You make DZone different! Login and vote now.
By rlamarch
via knowing.net
Published: May 01 2008 / 08:17
Larry O'Brien sounds off on how common it is that he encounters people who have no respect for the activity (software development) that he loves. Some people suggested that the language involved might have something to do with it, and others suggested that it might have to do with the increasing amount of hand-holding in modern development environments. I still tend towards my feeling that global commodification has something to do with it; more and more people applying for jobs in the field of software development did not enter that field due to a love of computers or software, they entered it because there's demand. There have always been developers for whom programming is "just a job."
Comments
Umberto Zappia replied ago:
There is a high % of programmers/developers who couldn't care less of their job, do 8 hours as careless as possible and off they go, when I asked one of .net developer what design patterns, closures or even threads meant for him he had no clue what I was talking about
jtheory replied ago:
Well, when the demand for *any* programmers is high enough, that equals *some* demand for shitty programmers. Of course, if they imagine they'll soar to fame and fortune, perhaps they should be discouraged.

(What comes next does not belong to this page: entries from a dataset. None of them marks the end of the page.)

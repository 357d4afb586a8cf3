//! Test utilities for project-util
//!
//! Helpers shared by unit and integration tests:
//! - Descriptor fixtures written to temporary directories
//! - An in-memory [`ArtifactCache`](crate::repository::ArtifactCache) that
//!   counts calls and can be told to fail
//! - One-time logging setup
//!
//! # Example
//!
//! ```rust,no_run
//! use project_util::test_utils::{DescriptorFixture, InMemoryCache};
//!
//! let temp = tempfile::tempdir().unwrap();
//! let parent = DescriptorFixture::stack_parent().write_to(temp.path()).unwrap();
//! let cache = InMemoryCache::new(temp.path().join("repository"));
//! ```

pub mod cache;
pub mod fixtures;

pub use cache::{FailingBuilder, InMemoryCache};
pub use fixtures::DescriptorFixture;

use std::sync::Once;
use tracing::Level;
use tracing_subscriber::EnvFilter;

/// Global flag to ensure logging is only initialized once in tests
static INIT_LOGGING: Once = Once::new();

/// Initialize logging for tests.
///
/// Only the first call has any effect. With `level` set, that level is used;
/// otherwise `RUST_LOG` is honoured if present and logging stays off if not.
///
/// ```bash
/// RUST_LOG=debug cargo test
/// ```
pub fn init_test_logging(level: Option<Level>) {
    INIT_LOGGING.call_once(|| {
        let filter = if let Some(level) = level {
            EnvFilter::new(level.to_string())
        } else if std::env::var("RUST_LOG").is_ok() {
            EnvFilter::from_default_env()
        } else {
            return;
        };

        let _ = tracing_subscriber::fmt()
            .with_env_filter(filter)
            .with_test_writer()
            .with_target(true)
            .with_thread_ids(false)
            .try_init();
    });
}
//! project-util - build-pipeline consistency checks
//!
//! Small, stateless checks a build orchestrator (a CI job, a Makefile, a
//! stack's build script) runs between build steps:
//!
//! - does a version satisfy a version range?
//! - does an application's descriptor reference the right parent descriptor,
//!   and is that parent available in the local artifact repository?
//! - does a file on disk match the checksum published for it, and if not,
//!   can it be restored from a reference copy?
//!
//! # Core Modules
//!
//! ## Checks
//! - [`version`] - Version parsing and range containment
//! - [`descriptor`] - Identity extraction from XML build descriptors
//! - [`parent`] - Parent-reference consistency check
//! - [`integrity`] - Checksums, fetching, and the verify-or-repair task
//!
//! ## Collaborators
//! - [`repository`] - Artifact cache and project builder traits, with a local
//!   file-system implementation
//!
//! ## Supporting Modules
//! - [`cli`] - Command-line interface
//! - [`config`] - Settings from flags, environment and config file
//! - [`core`] - Error types and user-facing error rendering
//! - [`utils`] - File system helpers
//!
//! # Command-Line Usage
//!
//! ```bash
//! # Fails with "Invalid version: '0.4' for spec: '[0.3,0.4)'"
//! project-util check-version --range "[0.3,0.4)" --version 0.4
//!
//! # Installs the stack parent into ~/.m2/repository if needed
//! project-util check-parent-pom --parent-path stack/pom.xml --child-path app/pom.xml
//!
//! # Publish and later verify a checksum
//! project-util gen-cksum --file-path target/app.jar > app.jar.md5
//! project-util verify-file --file-path target/app.jar --cksum-url file:///srv/app.jar.md5
//! ```
//!
//! # Library Usage
//!
//! ```rust,no_run
//! use project_util::descriptor::DescriptorReader;
//! use project_util::parent::ParentReferenceCheck;
//! use project_util::repository::{DescriptorProjectBuilder, LocalRepository};
//! use std::path::Path;
//!
//! # fn example() -> project_util::core::Result<()> {
//! let reader = DescriptorReader::new(false);
//! let report = ParentReferenceCheck::new(
//!     reader,
//!     LocalRepository::new("/var/cache/m2"),
//!     DescriptorProjectBuilder::new(reader),
//! )
//! .run(Path::new("stack/pom.xml"), Path::new("app/pom.xml"))?;
//! println!("{} installed: {}", report.expected, report.installed);
//! # Ok(())
//! # }
//! ```
//!
//! # Environment
//!
//! - `APPSODY_DEV_MODE` - When present, skip descriptor and repository
//!   existence checks
//! - `PROJECT_UTIL_REPO_LOCAL` - Local artifact repository
//! - `PROJECT_UTIL_FETCH_TIMEOUT` - Fetch timeout in seconds
//! - `PROJECT_UTIL_CONFIG` - Configuration file
//! - `RUST_LOG` - Log filter
//! - `NO_COLOR` - Disable coloured output

// Checks
pub mod descriptor;
pub mod integrity;
pub mod parent;
pub mod version;

// Collaborators
pub mod repository;

// Supporting modules
pub mod cli;
pub mod config;
pub mod core;
pub mod utils;

// Test utilities (only compiled in test mode or with test-utils feature)
#[cfg(any(test, feature = "test-utils"))]
pub mod test_utils;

In some ways, simple higher numbers of people trying it out is good, as some of those will find themselves actually suited to it.
Better compsci education would help some of the problem (students shouldn't be allowed all the way through a program without getting the basics down!); also, though, these kinds of things go in waves... if there's a surge of just-for-the-money programmers, it's followed by a backlash of this-is-harder-than-I-thought-don't-do-it sentiment, or even it's-stressful-to-be-incompetent-but-held-responsible.